Building Data Analysis Agents with LangChain, CrewAI, and AutoGen

Building a data analysis agent using LangChain, CrewAI, and AutoGen.

Building Data Analysis Agents with LangChain, CrewAI, and AutoGen

The data analysis agent can automatically conduct analysis tasks, execute code, and provide adaptive responses to data queries. LangChain, CrewAI, and AutoGen are the three popular frameworks for building such AI agents. This article utilizes and compares these three frameworks to construct a simple data analysis agent and examines their performance in practical applications.

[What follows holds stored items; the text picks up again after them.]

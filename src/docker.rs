//! Container runtime capability and its Docker implementation

use crate::config::PullPolicy;
use crate::image::ImageRef;
use async_trait::async_trait;
use bollard::container::{
    Config, CreateContainerOptions, InspectContainerOptions, ListContainersOptions,
    RemoveContainerOptions, StartContainerOptions, StopContainerOptions,
};
use bollard::image::CreateImageOptions;
use bollard::models::HostConfig;
use bollard::network::{CreateNetworkOptions, InspectNetworkOptions};
use bollard::Docker;
use futures::StreamExt;
use std::collections::HashMap;
use tracing::{debug, info, warn};

/// Seconds Docker waits for a container to exit before killing it
const STOP_GRACE_PERIOD_SECS: i64 = 10;

/// Everything needed to create a container for a service
#[derive(Debug, Clone)]
pub struct ContainerSpec {
    /// Container name, also its hostname on the managed network
    pub name: String,
    pub image: ImageRef,
    pub network: String,
    pub env: HashMap<String, String>,
}

/// Summary of a container known to the runtime
#[derive(Debug, Clone, Default)]
pub struct ContainerSummary {
    pub id: String,
    /// Names as reported by Docker (with a leading `/`)
    pub names: Vec<String>,
    pub network_mode: Option<String>,
}

impl ContainerSummary {
    /// True if any of the container's names equals `name`
    pub fn has_name(&self, name: &str) -> bool {
        self.names
            .iter()
            .any(|n| n.strip_prefix('/').unwrap_or(n) == name)
    }
}

/// Operations the lifecycle needs from a container runtime
#[async_trait]
pub trait ContainerRuntime: Send + Sync {
    /// Make the image available locally
    async fn pull_image(&self, image: &ImageRef) -> anyhow::Result<()>;

    /// Create the network unless it already exists
    async fn ensure_network(&self, name: &str) -> anyhow::Result<()>;

    /// Create a container, returning its id
    async fn create_container(&self, spec: &ContainerSpec) -> anyhow::Result<String>;

    async fn start_container(&self, container_id: &str) -> anyhow::Result<()>;

    async fn stop_container(&self, container_id: &str) -> anyhow::Result<()>;

    /// Remove a container. Removing a missing container succeeds.
    async fn remove_container(&self, container_id: &str) -> anyhow::Result<()>;

    /// Ports exposed by the container, ascending
    async fn inspect_ports(&self, container_id: &str) -> anyhow::Result<Vec<u16>>;

    async fn inspect_env(&self, container_id: &str) -> anyhow::Result<HashMap<String, String>>;

    async fn list_containers(&self) -> anyhow::Result<Vec<ContainerSummary>>;
}

/// Container runtime backed by the Docker Engine API
pub struct DockerRuntime {
    client: Docker,
    pull_policy: PullPolicy,
}

impl DockerRuntime {
    /// Connect to the Docker daemon
    ///
    /// Connection priority:
    /// 1. Explicit docker_host parameter
    /// 2. DOCKER_HOST environment variable
    /// 3. Common socket paths (platform-specific)
    pub async fn new(docker_host: Option<&str>, pull_policy: PullPolicy) -> anyhow::Result<Self> {
        let client = if let Some(host) = docker_host {
            Self::connect_to_host(host).map_err(|e| {
                anyhow::anyhow!(
                    "Failed to connect to Docker at '{}': {}. \
                     Ensure Docker is running and the socket path is correct.",
                    host,
                    e
                )
            })?
        } else if let Ok(host) = std::env::var("DOCKER_HOST") {
            Self::connect_to_host(&host).map_err(|e| {
                anyhow::anyhow!(
                    "Failed to connect to Docker via DOCKER_HOST='{}': {}",
                    host,
                    e
                )
            })?
        } else {
            Self::connect_with_defaults().await?
        };

        client
            .ping()
            .await
            .map_err(|e| anyhow::anyhow!("Docker daemon is not responding: {}", e))?;

        debug!("Connected to Docker daemon");
        Ok(Self {
            client,
            pull_policy,
        })
    }

    fn connect_to_host(host: &str) -> anyhow::Result<Docker> {
        if let Some(socket_path) = host.strip_prefix("unix://") {
            Docker::connect_with_socket(socket_path, 120, bollard::API_DEFAULT_VERSION).map_err(
                |e| anyhow::anyhow!("Cannot connect to Unix socket '{}': {}", socket_path, e),
            )
        } else if host.starts_with("tcp://") || host.starts_with("http://") {
            Docker::connect_with_http(host, 120, bollard::API_DEFAULT_VERSION)
                .map_err(|e| anyhow::anyhow!("Cannot connect to TCP endpoint '{}': {}", host, e))
        } else {
            anyhow::bail!(
                "Invalid docker host '{}'. Expected 'unix:///path/to/socket' or 'tcp://host:port'",
                host
            )
        }
    }

    async fn connect_with_defaults() -> anyhow::Result<Docker> {
        let home = std::env::var("HOME").unwrap_or_default();
        let xdg_runtime = std::env::var("XDG_RUNTIME_DIR").unwrap_or_default();

        let socket_paths: Vec<(&str, String)> = vec![
            ("Linux default", "/var/run/docker.sock".to_string()),
            ("Docker Desktop (macOS)", format!("{}/.docker/run/docker.sock", home)),
            ("Colima (macOS)", format!("{}/.colima/default/docker.sock", home)),
            ("Podman (Linux)", format!("{}/podman/podman.sock", xdg_runtime)),
        ];

        for (name, path) in &socket_paths {
            if path.starts_with("/.") || path.starts_with("/podman") {
                continue; // empty env var
            }
            if std::path::Path::new(path).exists() {
                debug!(path, name, "Found Docker socket");
                if let Ok(client) =
                    Docker::connect_with_socket(path, 120, bollard::API_DEFAULT_VERSION)
                {
                    if client.ping().await.is_ok() {
                        return Ok(client);
                    }
                }
            }
        }

        Docker::connect_with_socket_defaults().map_err(|e| {
            anyhow::anyhow!(
                "Cannot connect to Docker daemon: {}. \
                 Start dockerd or set docker.host / DOCKER_HOST.",
                e
            )
        })
    }

    async fn image_exists(&self, reference: &str) -> bool {
        self.client.inspect_image(reference).await.is_ok()
    }
}

#[async_trait]
impl ContainerRuntime for DockerRuntime {
    async fn pull_image(&self, image: &ImageRef) -> anyhow::Result<()> {
        let reference = image.to_string();

        let should_pull = match self.pull_policy {
            PullPolicy::Always => true,
            PullPolicy::Never => {
                if !self.image_exists(&reference).await {
                    anyhow::bail!(
                        "Image '{}' not found locally and pull_policy is 'never'",
                        reference
                    );
                }
                false
            }
            PullPolicy::IfNotPresent => !self.image_exists(&reference).await,
        };

        if !should_pull {
            debug!(image = %reference, "Image exists locally, skipping pull");
            return Ok(());
        }

        info!(image = %reference, "Pulling image");
        let options = CreateImageOptions {
            from_image: reference.as_str(),
            ..Default::default()
        };

        let mut stream = self.client.create_image(Some(options), None, None);
        while let Some(result) = stream.next().await {
            let progress = result
                .map_err(|e| anyhow::anyhow!("Failed to pull image '{}': {}", reference, e))?;
            if let Some(error) = progress.error {
                anyhow::bail!("Failed to pull image '{}': {}", reference, error);
            }
            if let Some(status) = progress.status {
                debug!(image = %reference, status, "Pull progress");
            }
        }

        info!(image = %reference, "Image pulled successfully");
        Ok(())
    }

    async fn ensure_network(&self, name: &str) -> anyhow::Result<()> {
        match self
            .client
            .inspect_network(name, None::<InspectNetworkOptions<String>>)
            .await
        {
            Ok(_) => {
                debug!(network = name, "Network exists");
                return Ok(());
            }
            Err(bollard::errors::Error::DockerResponseServerError {
                status_code: 404, ..
            }) => {}
            Err(e) => return Err(anyhow::anyhow!("Failed to inspect network '{}': {}", name, e)),
        }

        let options = CreateNetworkOptions {
            name: name.to_string(),
            driver: "bridge".to_string(),
            ..Default::default()
        };
        self.client
            .create_network(options)
            .await
            .map_err(|e| anyhow::anyhow!("Failed to create network '{}': {}", name, e))?;

        info!(network = name, "Created network");
        Ok(())
    }

    async fn create_container(&self, spec: &ContainerSpec) -> anyhow::Result<String> {
        let image = spec.image.to_string();
        let env = if spec.env.is_empty() {
            None
        } else {
            Some(
                spec.env
                    .iter()
                    .map(|(k, v)| format!("{}={}", k, v))
                    .collect::<Vec<_>>(),
            )
        };

        let config = Config {
            image: Some(image.clone()),
            env,
            host_config: Some(HostConfig {
                network_mode: Some(spec.network.clone()),
                ..Default::default()
            }),
            ..Default::default()
        };

        let options = CreateContainerOptions {
            name: spec.name.clone(),
            platform: None,
        };

        let response = self
            .client
            .create_container(Some(options), config)
            .await
            .map_err(|e| {
                let err_str = e.to_string();
                if err_str.contains("Conflict") && err_str.contains("name") {
                    anyhow::anyhow!(
                        "Container name '{}' already exists. Remove it with: docker rm -f {}",
                        spec.name,
                        spec.name
                    )
                } else {
                    anyhow::anyhow!(
                        "Failed to create container '{}' from image '{}': {}",
                        spec.name,
                        image,
                        e
                    )
                }
            })?;

        for warning in &response.warnings {
            warn!(container = %spec.name, warning, "Docker warning on create");
        }
        info!(container = %spec.name, container_id = %response.id, image, "Created container");
        Ok(response.id)
    }

    async fn start_container(&self, container_id: &str) -> anyhow::Result<()> {
        self.client
            .start_container(container_id, None::<StartContainerOptions<String>>)
            .await
            .map_err(|e| anyhow::anyhow!("Failed to start container {}: {}", container_id, e))?;
        info!(container_id, "Started container");
        Ok(())
    }

    async fn stop_container(&self, container_id: &str) -> anyhow::Result<()> {
        let options = StopContainerOptions {
            t: STOP_GRACE_PERIOD_SECS,
        };

        match self.client.stop_container(container_id, Some(options)).await {
            Ok(_) => {
                info!(container_id, "Stopped container");
                Ok(())
            }
            Err(bollard::errors::Error::DockerResponseServerError {
                status_code: 304, ..
            }) => {
                debug!(container_id, "Container was already stopped");
                Ok(())
            }
            Err(e) => Err(anyhow::anyhow!("Failed to stop container {}: {}", container_id, e)),
        }
    }

    async fn remove_container(&self, container_id: &str) -> anyhow::Result<()> {
        let options = RemoveContainerOptions {
            force: true,
            ..Default::default()
        };

        match self.client.remove_container(container_id, Some(options)).await {
            Ok(_) => {
                debug!(container_id, "Removed container");
                Ok(())
            }
            Err(bollard::errors::Error::DockerResponseServerError {
                status_code: 404, ..
            }) => {
                debug!(container_id, "Container not found");
                Ok(())
            }
            Err(e) => Err(anyhow::anyhow!("Failed to remove container {}: {}", container_id, e)),
        }
    }

    async fn inspect_ports(&self, container_id: &str) -> anyhow::Result<Vec<u16>> {
        let info = self
            .client
            .inspect_container(container_id, None::<InspectContainerOptions>)
            .await
            .map_err(|e| anyhow::anyhow!("Failed to inspect container {}: {}", container_id, e))?;

        let exposed = info
            .config
            .and_then(|c| c.exposed_ports)
            .unwrap_or_default();
        Ok(parse_exposed_ports(exposed.keys().map(String::as_str)))
    }

    async fn inspect_env(&self, container_id: &str) -> anyhow::Result<HashMap<String, String>> {
        let info = self
            .client
            .inspect_container(container_id, None::<InspectContainerOptions>)
            .await
            .map_err(|e| anyhow::anyhow!("Failed to inspect container {}: {}", container_id, e))?;

        let env = info.config.and_then(|c| c.env).unwrap_or_default();
        Ok(parse_env(&env))
    }

    async fn list_containers(&self) -> anyhow::Result<Vec<ContainerSummary>> {
        let options = ListContainersOptions::<String> {
            all: true,
            ..Default::default()
        };
        let containers = self
            .client
            .list_containers(Some(options))
            .await
            .map_err(|e| anyhow::anyhow!("Failed to list containers: {}", e))?;

        Ok(containers
            .into_iter()
            .filter_map(|c| {
                Some(ContainerSummary {
                    id: c.id?,
                    names: c.names.unwrap_or_default(),
                    network_mode: c.host_config.and_then(|h| h.network_mode),
                })
            })
            .collect())
    }
}

/// Parse Docker port keys such as `8080/tcp` into sorted, unique port numbers
fn parse_exposed_ports<'a>(keys: impl Iterator<Item = &'a str>) -> Vec<u16> {
    let mut ports: Vec<u16> = keys
        .filter_map(|key| key.split('/').next())
        .filter_map(|port| port.parse().ok())
        .collect();
    ports.sort_unstable();
    ports.dedup();
    ports
}

/// Parse `KEY=VALUE` entries, splitting on the first `=`
fn parse_env(entries: &[String]) -> HashMap<String, String> {
    entries
        .iter()
        .filter_map(|entry| entry.split_once('='))
        .map(|(k, v)| (k.to_string(), v.to_string()))
        .collect()
}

1 How Data Analysis Agents Work

The data analysis agent first receives user queries and generates code to read and analyze file data accordingly. It then uses the Python REPL tool to execute the code and returns the execution results to the agent. The agent analyzes the received results and replies to the user query. Given that large language models (LLMs) can generate arbitrary code, caution must be exercised when executing the generated code in a local environment to ensure the entire process is safe and reliable.

2 Building a Data Analysis Agent with LangGraph

Prerequisites

Before building the agent, ensure you have obtained the necessary API keys for the required large language model and use these API keys to load the <span>.env</span> file.

from dotenv import load_dotenv
load_dotenv("./env")

Required Libraries

langchain — 0.3.7
langchain – experimental — 0.3.3
langgraph — 0.2.52
crewai — 0.80.0
Crewai – tools — 0.14.0
autogen – agentchat — 0.2.38

Once ready, start building the agent.

2.1 Steps to Build a Data Analysis Agent with LangGraph

1) Import Necessary Libraries

import pandas as pd
from IPython.display import Image, display
from typing import List, Literal, Optional, TypedDict, Annotated
from langchain_core.tools import tool
from langchain_core.messages import ToolMessage
from langchain_experimental.utilities import PythonREPL
from langchain_openai import ChatOpenAI
from langgraph.graph import StateGraph, START, END
from langgraph.graph.message import add_messages
from langgraph.prebuilt import ToolNode, tools_condition
from langgraph.checkpoint.memory import MemorySaver

2) Define State

class State(TypedDict):
    messages: Annotated[list, add_messages]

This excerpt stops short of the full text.